Sunday, April 21st, 1991. Do you remember where you were 30 years ago today?

If you are a Dundalk fan, then the chances are you were probably celebrating Tom McNulty’s goal against Cork City at Turner’s Cross which saw Turlough O’Connor’s side clinch the league title. We take a look back at an incredible season.

Few would have predicted that ending after the Lilywhites made a horrific start to the campaign. After making a surprise switch to Shelbourne, Paul Newe returned to haunt Dundalk on the opening day of the season by hitting four goals in a 5-1 demolition of Turlough O’Connor’s men.

After that initial shock, Dundalk recovered and started to settle into the campaign and Peter Hanrahan scored the winner against Athlone Town at St Mel’s Park before Bohemians were dismantled 4-1 at Oriel Park.

Many people didn’t believe that Dundalk could sustain their title challenge after the departure of striker Tony Cousins to Liverpool. Cousins signed off with two goals in a 4-0 win over Limerick.

Dundalk were listless for the next two games – a 0-0 home draw with Waterford and a 2-0 defeat in Sligo – but a turning point in the season arrived on October 14th 1990 when champions St Patrick’s Athletic came to town. O’Connor moved Peter Hanrahan from his midfield position to play alongside Terry Eviston in attack and in a cracking match, Hanrahan scored twice in a 3-0 victory with full-back Dave Mackey also getting on the scoresheet with a fine free-kick.

Ronnie Murphy of Dundalk celebrates at the final whistle of the Bord Gais National League Premier Division match between Cork City and Dundalk at Turners Cross in Cork. Photo by David Maher/Sportsfile

McNulty popped up with a priceless winner against Derry City at the Brandywell on October 21st to help Dundalk record a 1-0 win and by mid-November, the Lilywhites had closed to within a point of league leaders Cork City. Back to back games with the league leaders ended in two draws with John Butler rescuing a late point in Turner’s Cross after an earlier Eviston effort had given Dundalk the lead.

Dundalk’s fine form continued up to Christmas. Revenge was achieved at Tolka Park when two tremendous McNulty goals secured a 2-1 win over Shelbourne and on December 9th, 1990, Dundalk defeated Bohemians 2-0 at Dalymount Park with goals from Dave Mackey and Terry Eviston.

Things began to look ropey over the Christmas and New Year period as Dundalk lost at home to Sligo Rovers and were held by Shamrock Rovers but wins over Derry City, Athlone, Limerick and Bohs kept O’Connor’s side hot on the heels of the Leesiders.

A big crowd arrived at Oriel Park to see Hanrahan hit a brace against Shelbourne and after a 0-0 draw with fellow title-challengers St Patrick’s Athletic, Dundalk finally reached the top spot after consecutive wins over Limerick and Waterford.

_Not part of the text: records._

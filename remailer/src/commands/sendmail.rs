use std::sync::Arc;

use anyhow::Context as _;
use remailer_common::{Address, AddressList, Mail};
use remailer_delivery::{Dialer, DnsResolver, Sender};
use remailer_pipeline::ProcessorChain;

use crate::{cli::SendmailArgs, config::Config};

/// Assemble a mail from command line arguments, ready for the processor
/// chain.
pub fn build_mail(config: &Config, args: &SendmailArgs, body: Vec<u8>) -> anyhow::Result<Mail> {
    let from = args
        .from
        .as_deref()
        .or(config.read_file.default_from.as_deref())
        .context("no sender: pass --from or set read-file.default-from")?;

    let mut mail = Mail::new(format!("sendmail-{}", std::process::id()));
    mail.from = Some(Address::parse(from).with_context(|| format!("invalid sender {from}"))?);

    let to = args.to.join(", ");
    mail.to = AddressList::parse(&to).with_context(|| format!("invalid recipients {to}"))?;
    mail.subject = args.subject.clone().into_bytes();
    mail.message_id = Mail::generate_message_id();
    mail.body = body;

    Ok(mail)
}

/// Send one message through the configured processors and print the
/// outcome for every recipient.
pub async fn sendmail(config: &Config, args: SendmailArgs) -> anyhow::Result<()> {
    let body = match (&args.body, &args.body_file) {
        (Some(body), _) => body.clone().into_bytes(),
        (None, Some(path)) => tokio::fs::read(path)
            .await
            .with_context(|| format!("failed to read {}", path.display()))?,
        (None, None) => Vec::new(),
    };

    let mut mail = build_mail(config, &args, body)?;
    ProcessorChain::from_config(&config.processor_configs())?.run(&mut mail)?;

    let sender = Sender::new(
        Arc::new(DnsResolver::system()?),
        Dialer::from_config(&config.dialer),
        config.smtp.clone(),
    );
    let (responses, errors) = sender.send_mail(&mail).await;

    for rcpt in mail.recipients() {
        for response in responses.get(&rcpt).into_iter().flatten() {
            println!("{rcpt}: {response}");
        }
        if let Some(error) = errors.get(&rcpt) {
            println!("{rcpt}: error: {error}");
        }
    }

    if !errors.is_empty() {
        anyhow::bail!(
            "delivery failed for {} of {} recipient(s)",
            errors.len(),
            mail.to.len()
        );
    }

    Ok(())
}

A seismic FAI Cup shock followed when Sean Murphy hit an 89th-minute winner for non-league Ashtownvilla at Oriel Park and successive scoreless draws against┬áSligo and St Patrick’s Athletic did little to lighten the mood while also allowing Cork City the opportunity to go clear at the top of the league again.

Peter Hanrahan, left and Tom McNulty and manager Turlough O’Connor celebrate with the Premier Division trophy after the Bord Gais National League Premier Division match between Cork City and Dundalk at Turners Cross in Cork. Photo by David Maher/Sportsfile

Peter Hanrahan dragged Dundalk out of their bad spell with the winner against Derry City at the Brandywell on April 1st, 1991 and this was followed by a superb 2-1 win over Shamrock Rovers at the RDS thanks to goals from Tom McNulty and Ronnie Murphy.

On April 18th, Cork City’s 0-0 draw with Shamrock Rovers at Turner’s Cross, coupled with Dundalk’s 2-0 win over Galway United, set up a final day decider. Another two goals from Hanrahan took him to 18 for the season.

A capacity crowd of 10,000 packed Turner’s Cross for the decider on April 21st, 1991. Going into the game, Dundalk enjoyed a better goal difference but it had previously been decided that in the event of a tie, a two-legged play-off would decide the title.

The game itself was far from pretty but McNulty’s 73rd-minute winner settled it, securing the club its eighth and – one of its most dramatic – league titles!

Speaking after the match, Turlough O’Connor said: “I’m glad we proved a lot of people wrong who had written us off during the campaign. We always felt that the title was there for the taking and it would go down to the last match of the season.”